- Born: Jacqueline Ann Elaine Jefcoate 6 March 1953 (age 73) London, England
- Spouse: Stanley Margolis ​ ​(m. 1981; div. 1994)​

= Suzy Mandel =

English actress

Jacqueline Ann Elaine Jefcoate (born 6 March 1953), better known as Suzy Mandel, is a British former actress and model best known for her roles in such mid-1970s British sex comedies as Intimate Games (1976), Confessions of a Driving Instructor (1976), Come Play with Me (1977), The Playbirds (1978), and Adventures of a Plumber's Mate (1978), and for her appearances on The Benny Hill Show.

==Early life==
Born in London, Mandel grew up on the Isle of Sheppey, Kent and later in Essex at Epping, Woodford and Buckhurst Hill. She was partly raised by her grandparents "who owned bars and clubs and holidays camps".

Beginning at age 13, she attended London Academy of Modeling in London.

==Career==
===Early years===
She began her career as a coat model but was also a catwalk model and later a photographic model.

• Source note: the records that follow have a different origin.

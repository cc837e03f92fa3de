// SPDX-FileCopyrightText: 2025 Joost van der Laan <joost@fashionunited.com>
//
// SPDX-License-Identifier: AGPL-3.0-only

use crate::error::DigestError;
use crate::models::{LookbackWindow, PriceTable, TickerDirectory};
use crate::ranking::rank_top_performers_with;
use crate::render::{render, render_document, render_snapshot};
use crate::snapshot::MarketSnapshot;

pub const DEFAULT_REPORT_TITLE: &str = "Daily Stock Performance Report";

/// Builds the HTML report: heading, optional market snapshot, then one
/// section per lookback window in configured order.
///
/// Any section that fails to render fails the whole report, so a document
/// either has every section or is not produced.
#[derive(Debug, Clone)]
pub struct ReportAssembler<'a> {
    title: String,
    directory: Option<&'a TickerDirectory>,
    snapshot: Option<&'a MarketSnapshot>,
}

impl Default for ReportAssembler<'_> {
    fn default() -> Self {
        Self {
            title: DEFAULT_REPORT_TITLE.to_string(),
            directory: None,
            snapshot: None,
        }
    }
}

impl<'a> ReportAssembler<'a> {
    pub fn new() -> Self {
        Self::default()
    }

    pub fn with_title<S: Into<String>>(mut self, title: S) -> Self {
        self.title = title.into();
        self
    }

    pub fn with_directory(mut self, directory: &'a TickerDirectory) -> Self {
        self.directory = Some(directory);
        self
    }

    pub fn with_snapshot(mut self, snapshot: &'a MarketSnapshot) -> Self {
        self.snapshot = Some(snapshot);
        self
    }

    /// Rendered sections in document order, before wrapping.
    pub fn sections(
        &self,
        table: &PriceTable,
        windows: &[LookbackWindow],
    ) -> Result<Vec<String>, DigestError> {
        let empty_directory = TickerDirectory::default();
        let directory = self.directory.unwrap_or(&empty_directory);

        let mut sections = Vec::with_capacity(windows.len() + 1);
        if let Some(snapshot) = self.snapshot.filter(|s| !s.is_empty()) {
            sections.push(render_snapshot(snapshot)?);
        }

        for window in windows {
            let rows = rank_top_performers_with(table, window.lookback, directory);
            if rows.is_empty() {
                tracing::info!(
                    lookback = window.lookback,
                    available_rows = table.len(),
                    title = %window.title,
                    "not enough history for window"
                );
            } else {
                tracing::debug!(
                    lookback = window.lookback,
                    entries = rows.len(),
                    title = %window.title,
                    "ranked window"
                );
            }
            sections.push(render(&rows, &window.title)?);
        }

        Ok(sections)
    }

    pub fn build(
        &self,
        table: &PriceTable,
        windows: &[LookbackWindow],
    ) -> Result<String, DigestError> {
        let sections = self.sections(table, windows)?;
        self.finish(&sections)
    }

    /// Wraps already rendered sections under the report heading.
    pub fn finish(&self, sections: &[String]) -> Result<String, DigestError> {
        render_document(&self.title, sections)
    }
}

/// Report for `windows` over `table` with the default heading.
pub fn build_report(table: &PriceTable, windows: &[LookbackWindow]) -> Result<String, DigestError> {
    ReportAssembler::new().build(table, windows)
}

Later, she modelled lingerie and was a contestant on Miss TV Times (broadcast on UK television on 14 June 1974 and presented by Hughie Green).

===In sex comedies===
Mandel's acting career in British sex comedies began in 1976, with her first film, Intimate Games. Benny Hill saw Intimate Games, and this led him to cast Mandel on his eponymous show. She appears in multiple roles on two 1977 episodes of the series (broadcast in the UK 26 January 1977 and 23 March 1977). Of Hill and Jackie Wright's famous "head slapping" routine, she said "Jackie Wright was a chain smoker and he would often hide his cigarette in his mouth or behind his back during scenes. In fact, you could often see a little plume of smoke rising behind him if you looked close enough. Benny would slap his head to fan the smoke away."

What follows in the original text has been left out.